L vértigo que provoca la ambición es un fenómeno curioso. No ocurre habitualmente en el ámbito económico, donde hay multitud de liderazgos en los que la cualidad personal marca el devenir de los grandes proyectos. Muchas veces, para bien; otras, no tanto. Pero, en la política, la ambición a veces se agota cuando se alcanza el techo formal, que es cuando deberían ser transformadores.

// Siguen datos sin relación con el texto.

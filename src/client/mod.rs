mod rpc;

pub use rpc::{Web3ChainClient, DEFAULT_RPC_TIMEOUT};

use futures_util::future::BoxFuture;
use web3::types::{Address, Bytes, CallRequest, TransactionReceipt, H256, U256, U64};

/// The slice of the JSON-RPC surface the engine needs from each chain.
/// Production uses [Web3ChainClient]; tests plug in programmable stubs.
pub trait ChainClient: Send + Sync {
    fn chain_id(&self) -> BoxFuture<'_, Result<U256, web3::Error>>;

    fn suggest_gas_price(&self) -> BoxFuture<'_, Result<U256, web3::Error>>;

    fn pending_nonce(&self, address: Address) -> BoxFuture<'_, Result<U256, web3::Error>>;

    fn estimate_gas(&self, call: CallRequest) -> BoxFuture<'_, Result<U256, web3::Error>>;

    fn send_raw_transaction(&self, rlp: Bytes) -> BoxFuture<'_, Result<H256, web3::Error>>;

    fn block_number(&self) -> BoxFuture<'_, Result<U64, web3::Error>>;

    fn transaction_receipt(
        &self,
        tx_hash: H256,
    ) -> BoxFuture<'_, Result<Option<TransactionReceipt>, web3::Error>>;
}

/// Sentinel emitted by geth-family nodes when a same-nonce replacement does
/// not outbid the in-flight transaction. Recovery differs from every other
/// broadcast error, so it gets its own classification.
pub const REPLACE_UNDERPRICED_SENTINEL: &str = "replacement transaction underpriced";

pub fn is_replace_underpriced(err: &web3::Error) -> bool {
    match err {
        web3::Error::Rpc(e) => e.message.contains(REPLACE_UNDERPRICED_SENTINEL),
        _ => false,
    }
}
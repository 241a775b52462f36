use crate::db::model::*;
use sqlx::Executor;
use sqlx::Sqlite;

pub async fn insert_start_tx_log<'c, E>(
    executor: E,
    log: &SwapStartTxLogDao,
) -> Result<SwapStartTxLogDao, sqlx::Error>
where
    E: Executor<'c, Database = Sqlite>,
{
    let res = sqlx::query_as::<_, SwapStartTxLogDao>(
        r"INSERT INTO swap_start_tx_log
(tx_hash, chain, token_addr, from_address, amount, to_chain_id, height, status, phase, created_at, updated_at)
VALUES ($1, $2, $3, $4, $5, $6, $7, $8, $9, $10, $11) RETURNING *;
",
    )
    .bind(&log.tx_hash)
    .bind(log.chain)
    .bind(&log.token_addr)
    .bind(&log.from_address)
    .bind(&log.amount)
    .bind(&log.to_chain_id)
    .bind(log.height)
    .bind(log.status)
    .bind(log.phase)
    .bind(log.created_at)
    .bind(log.updated_at)
    .fetch_one(executor)
    .await?;
    Ok(res)
}

pub async fn get_logs_in_phase<'c, E>(
    executor: E,
    phase: TxLogPhase,
    limit: i64,
) -> Result<Vec<SwapStartTxLogDao>, sqlx::Error>
where
    E: Executor<'c, Database = Sqlite>,
{
    let rows = sqlx::query_as::<_, SwapStartTxLogDao>(
        r"SELECT * FROM swap_start_tx_log WHERE phase = $1 ORDER BY height ASC LIMIT $2",
    )
    .bind(phase)
    .bind(limit)
    .fetch_all(executor)
    .await?;
    Ok(rows)
}

pub async fn get_confirmed_logs_in_phase<'c, E>(
    executor: E,
    phase: TxLogPhase,
    limit: i64,
) -> Result<Vec<SwapStartTxLogDao>, sqlx::Error>
where
    E: Executor<'c, Database = Sqlite>,
{
    let rows = sqlx::query_as::<_, SwapStartTxLogDao>(
        r"SELECT * FROM swap_start_tx_log WHERE status = $1 AND phase = $2 ORDER BY height ASC LIMIT $3",
    )
    .bind(TxLogStatus::Confirmed)
    .bind(phase)
    .bind(limit)
    .fetch_all(executor)
    .await?;
    Ok(rows)
}

pub async fn advance_log_phase<'c, E>(
    executor: E,
    log_id: i64,
    phase: TxLogPhase,
) -> Result<(), sqlx::Error>
where
    E: Executor<'c, Database = Sqlite>,
{
    sqlx::query(r"UPDATE swap_start_tx_log SET phase = $2, updated_at = $3 WHERE id = $1")
        .bind(log_id)
        .bind(phase)
        .bind(chrono::Utc::now())
        .execute(executor)
        .await?;
    Ok(())
}

pub async fn get_start_tx_log<'c, E>(
    executor: E,
    tx_hash: &str,
) -> Result<Option<SwapStartTxLogDao>, sqlx::Error>
where
    E: Executor<'c, Database = Sqlite>,
{
    let row = sqlx::query_as::<_, SwapStartTxLogDao>(
        r"SELECT * FROM swap_start_tx_log WHERE tx_hash = $1",
    )
    .bind(tx_hash)
    .fetch_optional(executor)
    .await?;
    Ok(row)
}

En cierto modo, este fenómeno tiene mucho que ver con la sucesión de decepciones en las cumbres por el clima. Es un éxito, sin duda, que los mandatarios pongan el foco en este problema y hasta que se constaten los riesgos y necesidades derivados de la protección del medio ambiente. Pero hasta ahí. Cada negativa tiene un motivo razonado que acaba jugando en detrimento de la sostenibilidad ambiental. Se teoriza sobre la riqueza construida en los países desarrollados a costa de los que ahora demandan el suyo con procedimientos obsoletos y contaminantes. Sería injusto condenarlos al subdesarrollo, es verdad. En el otro extremo, la sostenibilidad económica que demandamos desde las sociedades del consumo exige un ciclo de producción constante que no se sostiene, hoy por hoy, con fuentes energéticas limpias. La nuclear no emite CO2, pero contamina durante siglos su entorno; el carbón es barato, pero destroza la atmósfera; la hidráulica es eficiente, pero no sirve donde no hay agua. Cada cual explica sus limitaciones para el compromiso y en todas ellas hay verdad. Y, entre tanta argumentación atinada, los gestores económicos y políticos lo son del status quo, no de su futuro, que es el nuestro. Hay decisiones duras que adoptar, pero se impone que lo haga otro porque, ese, no ganará una elección nunca anunciando el mínimo recorte de lo que entendemos por bienestar aunque sea hedonismo. Así, a la Humanidad, entre todos la matamos y ella sola se murió.